Encouraged by his manager, Peter Gormley, he set his sights on foreign markets, notably North America and Britain. In his memoir, I Remember Me (2005), Ifield explained that he prayed for guidance and “a still small voice” told him to move to London. Accordingly, he flew into Heathrow in November 1959 where Gormley had arranged a welcoming party including the popstar Tommy Steele and a clutch of photographers and reporters.
Almost immediately, Gormley negotiated a recording deal with Norrie Paramor of EMI’s Columbia label, but Frank’s first record, Lucky Devil, a version of Carl Dobkins Jr’s American hit, flopped. Although the next single, Happy Go Lucky Me, lost out to a rival version by George Formby, Ifield’s career as a live performer began to take off. He was booked on a tour headed by Emile Ford and appeared as Dick Whittington in pantomime in Stockton with the Shadows, now also managed by Gormley, who would soon add Cliff Richard to his roster of artists.

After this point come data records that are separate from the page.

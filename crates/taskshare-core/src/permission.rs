//! Permission values.
//!
//! [`Permission`] is what a grant or request carries; [`PermissionLevel`] is
//! what resolution produces. Only the latter has a `None` value.

use std::fmt;
use std::str::FromStr;

use serde::{Deserialize, Serialize};

use crate::error::{CoreError, ValidationError};

/// Access conferred by a grant.
#[derive(Debug, Clone, Copy, PartialEq, Eq, Hash, Serialize, Deserialize)]
#[serde(rename_all = "lowercase")]
pub enum Permission {
    View,
    Edit,
}

impl Permission {
    /// Stable string form used in storage.
    pub const fn as_str(self) -> &'static str {
        match self {
            Permission::View => "view",
            Permission::Edit => "edit",
        }
    }

    /// Parse user input, case-insensitively.
    pub fn parse_input(input: &str) -> Result<Self, ValidationError> {
        match input.trim().to_ascii_lowercase().as_str() {
            "view" => Ok(Permission::View),
            "edit" => Ok(Permission::Edit),
            _ => Err(ValidationError::InvalidPermission(input.to_string())),
        }
    }

    /// The resolved level this permission confers.
    pub const fn level(self) -> PermissionLevel {
        match self {
            Permission::View => PermissionLevel::View,
            Permission::Edit => PermissionLevel::Edit,
        }
    }
}

impl FromStr for Permission {
    type Err = CoreError;

    fn from_str(s: &str) -> Result<Self, Self::Err> {
        match s {
            "view" => Ok(Permission::View),
            "edit" => Ok(Permission::Edit),
            other => Err(CoreError::UnknownPermission(other.to_string())),
        }
    }
}

impl fmt::Display for Permission {
    fn fmt(&self, f: &mut fmt::Formatter<'_>) -> fmt::Result {
        f.write_str(self.as_str())
    }
}

/// Effective access of an actor on a resource.
///
/// Ordered: `None < View < Edit`.
#[derive(Debug, Clone, Copy, PartialEq, Eq, Hash, PartialOrd, Ord, Serialize, Deserialize)]
#[serde(rename_all = "lowercase")]
pub enum PermissionLevel {
    None,
    View,
    Edit,
}

impl PermissionLevel {
    /// Whether this level allows reading the resource.
    pub fn can_view(self) -> bool {
        self >= PermissionLevel::View
    }

    /// Whether this level allows modifying the resource.
    pub fn can_edit(self) -> bool {
        self == PermissionLevel::Edit
    }

    /// Whether this level satisfies `required`.
    pub fn allows(self, required: Permission) -> bool {
        self >= required.level()
    }
}

impl fmt::Display for PermissionLevel {
    fn fmt(&self, f: &mut fmt::Formatter<'_>) -> fmt::Result {
        f.write_str(match self {
            PermissionLevel::None => "none",
            PermissionLevel::View => "view",
            PermissionLevel::Edit => "edit",
        })
    }
}

impl From<Permission> for PermissionLevel {
    fn from(p: Permission) -> Self {
        p.level()
    }
}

Several more records were unsuccessful, until Ifield came across I Remember You, a song written for the 1942 film The Fleet’s In, by Johnny Mercer and Victor Schertzinger. Gormley had persuaded him to drop the yodel from his stage act in order to avoid being typecast, but Ifield was convinced that a falsetto phrase was a vital feature of his version of I Remember You. Together with the opening harmonica riff, played on the record by Harry Pitch, it ensured that I Remember You was voted a unanimous hit on BBC television’s Juke Box Jury. This launched I Remember You on its journey to a million sales in Britain alone. In the US, it was Ifield’s only hit.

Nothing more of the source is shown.